Path: utzoo!utgpu!news-server.csri.toronto.edu!rutgers!psuvax1!wuarchive!uunet!mcsun!unido!sbsvax!yxoc
From: yxoc@sbsvax.cs.uni-sb.de (Ralf Treinen)
Newsgroups: comp.lang.functional
Subject: Re: Question on rec. program schemes
Message-ID: <6114@sbsvax.cs.uni-sb.de>
Date: 21 Aug 90 08:58:54 GMT
References: <5960@sbsvax.cs.uni-sb.de> <1990Aug20.083410.24135@sics.se>
Organization: Universitaet des Saarlandes, Saarbruecken, W-Germany
Lines: 59

[ Sorry if you see this for the 2nd time. The first attempt apparently failed]

From article <1990Aug20.083410.24135@sics.se>, by bjornl@sics.se (Bj|rn Lisper):
> In article <5960@sbsvax.cs.uni-sb.de> yxoc@sbsvax.cs.uni-sb.de (Ralf
> Treinen) writes:
> 
> %  F1(x1,1 ... x1,l1) <= t1
> %	  ...
> %  Fn(xn,1 ... xn,ln) <= tn
> 
> %Let Fi<m> denote the m-th approximation of Fi, ....
> %Is the following question decidable:
> %For given recursive program scheme, is there an m such that for all
> %interpretations I and all assignements the following holds:
> 
> %		Fi(xi,1 ... xi,li) = Fi<m>
> 
> 
> 1. Why do you guess the property is decidable? I guess it is not, in
> general. It is mostly just a gut feeling. In order to prove the property for
> a given scheme, I think the equalities Fi<m> = Fi<m+1> must be proved, for
> all i and a certain m. Equation solving is essentially unification, which is
> decidable in some algebras (pure term algebras, for instance) and
> undecidable in others. So maybe the decidability of the property is
> dependent on the underlying algebra of the first-order terms.
> 

I agree with you in so far as the decidability depends on the underlying
class of interpretations. For instance, if you only consider interpretations
containing "if-then-else" with its standard meaning, the question should be
undecidable. In this case, all interesting questions about program schemes
are undecidable. This has been shown by Luckham, Park and Paterson
("On formalized computer programs", JCSS 11 (1975), pp. 358-374).

But I am interested the class of *all* discrete interpretations, that is
I do not assume "if-then-else" or something like this.

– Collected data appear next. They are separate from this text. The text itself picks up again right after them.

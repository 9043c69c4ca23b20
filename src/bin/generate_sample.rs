//! Writes a deterministic sample of the three indicator tables.
//!
//! Usage: `generate_sample [DIR]` (default: `$SDG9_DATA_DIR` or `data`).

use std::path::Path;

use anyhow::{Context, Result};
use sdg9_gap::{DataSources, SourceId};

/// (country, iso3, mfg % GDP, R&D % GDP, researchers per million, mobile coverage %)
const BASELINES: [(&str, &str, f64, f64, f64, f64); 10] = [
    ("Korea, Rep.", "KOR", 27.5, 4.3, 7500.0, 99.9),
    ("United States", "USA", 11.2, 3.1, 4400.0, 99.8),
    ("Kenya", "KEN", 7.6, 0.8, 90.0, 95.0),
    ("Germany", "DEU", 19.0, 3.0, 5200.0, 99.5),
    ("Brazil", "BRA", 10.5, 1.2, 890.0, 97.0),
    ("India", "IND", 13.5, 0.7, 260.0, 96.0),
    ("Nigeria", "NGA", 9.8, 0.1, 40.0, 88.0),
    ("Chile", "CHL", 9.9, 0.35, 540.0, 98.5),
    ("Viet Nam", "VNM", 16.0, 0.5, 750.0, 99.0),
    ("Ethiopia", "ETH", 5.5, 0.25, 45.0, 85.0),
];

const YEARS: std::ops::RangeInclusive<i32> = 2015..=2022;

/// Seeded splitmix64 stream; only used to jitter the sample values.
struct Jitter(u64);

impl Jitter {
    /// Uniform in `[-1, 1)`.
    fn next_signed(&mut self) -> f64 {
        self.0 = self.0.wrapping_add(0x9E37_79B9_7F4A_7C15);
        let mut z = self.0;
        z = (z ^ (z >> 30)).wrapping_mul(0xBF58_476D_1CE4_E5B9);
        z = (z ^ (z >> 27)).wrapping_mul(0x94D0_49BB_1331_11EB);
        z ^= z >> 31;
        (z >> 11) as f64 / (1u64 << 52) as f64 - 1.0
    }

    /// `base` drifted by `trend` per year plus up to ±`jitter` relative noise,
    /// rounded to two decimals.
    fn drift(&mut self, base: f64, trend: f64, step: i32, jitter: f64) -> f64 {
        let noise = 1.0 + self.next_signed() * jitter;
        (base * (1.0 + trend * step as f64) * noise * 100.0).round() / 100.0
    }
}

fn write_table(path: &Path, header: &[&str], rows: Vec<Vec<String>>) -> Result<()> {
    let mut writer =
        csv::Writer::from_path(path).with_context(|| format!("creating {}", path.display()))?;
    writer.write_record(header)?;
    for row in &rows {
        writer.write_record(row)?;
    }
    writer.flush()?;
    log::info!("Wrote {} rows to {}", rows.len(), path.display());
    Ok(())
}

fn main() -> Result<()> {
    env_logger::Builder::from_env(env_logger::Env::default().default_filter_or("info")).init();

    let sources = match std::env::args_os().nth(1) {
        Some(dir) => DataSources::new(dir),
        None => DataSources::from_env(),
    };
    std::fs::create_dir_all(sources.dir())
        .with_context(|| format!("creating {}", sources.dir().display()))?;

    let mut rng = Jitter(42);
    let mut owid = Vec::new();
    let mut sdr = Vec::new();
    let mut wb = Vec::new();

    for &(country, iso3, mfg, rd, researchers, mobile) in &BASELINES {
        for (step, year) in YEARS.enumerate() {
            let step = step as i32;
            let mfg_v = rng.drift(mfg, -0.005, step, 0.03);
            let rd_v = rng.drift(rd, 0.02, step, 0.05);
            let res_v = rng.drift(researchers, 0.03, step, 0.04).round();
            let mob_v = rng.drift(mobile, 0.002, step, 0.01).min(100.0);
            let score = ((rd_v * 10.0 + mob_v * 0.5).min(100.0) * 10.0).round() / 10.0;

            owid.push(vec![
                country.to_string(),
                year.to_string(),
                mfg_v.to_string(),
                rd_v.to_string(),
            ]);
            sdr.push(vec![
                country.to_string(),
                year.to_string(),
                score.to_string(),
                res_v.to_string(),
            ]);
            // One gap in the latest year, as in the real extract.
            let mob_cell = if year == *YEARS.end() && iso3 == "ETH" {
                String::new()
            } else {
                mob_v.to_string()
            };
            wb.push(vec![
                country.to_string(),
                iso3.to_string(),
                year.to_string(),
                mob_cell,
                mfg_v.to_string(),
            ]);
        }
    }

    write_table(
        &sources.dir().join(SourceId::OurWorldInData.file_name()),
        &["country", "year", "mfg_value_pct", "rd_expend_pct"],
        owid,
    )?;
    write_table(
        &sources.dir().join(SourceId::SdrScores.file_name()),
        &["country", "year", "sdg9_score", "researchers_pm"],
        sdr,
    )?;
    write_table(
        &sources.dir().join(SourceId::WorldBank.file_name()),
        &["country", "iso3", "year", "mobile_cov_pct", "mfg_value_pct"],
        wb,
    )?;

    println!("Wrote sample tables to {}", sources.dir().display());
    Ok(())
}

I do not see how
to apply the proofs of the above paper to this case. The reason why I
think the question is decidable is the following:

1.) Consider the set of subterms of the approximations that do not 
contain function variables. For the program F(x) <= f(x,F(h(x))) this set
is {x, h(x), h(h(x)), h(h(h(x))), ... }. If the size of the terms in the
set is unbounded, than the minimal fixpoint of the program is *not*
equivalent to any of its approximations. This is easily proven by constructing
for each n a model such that n computation steps are required for some input.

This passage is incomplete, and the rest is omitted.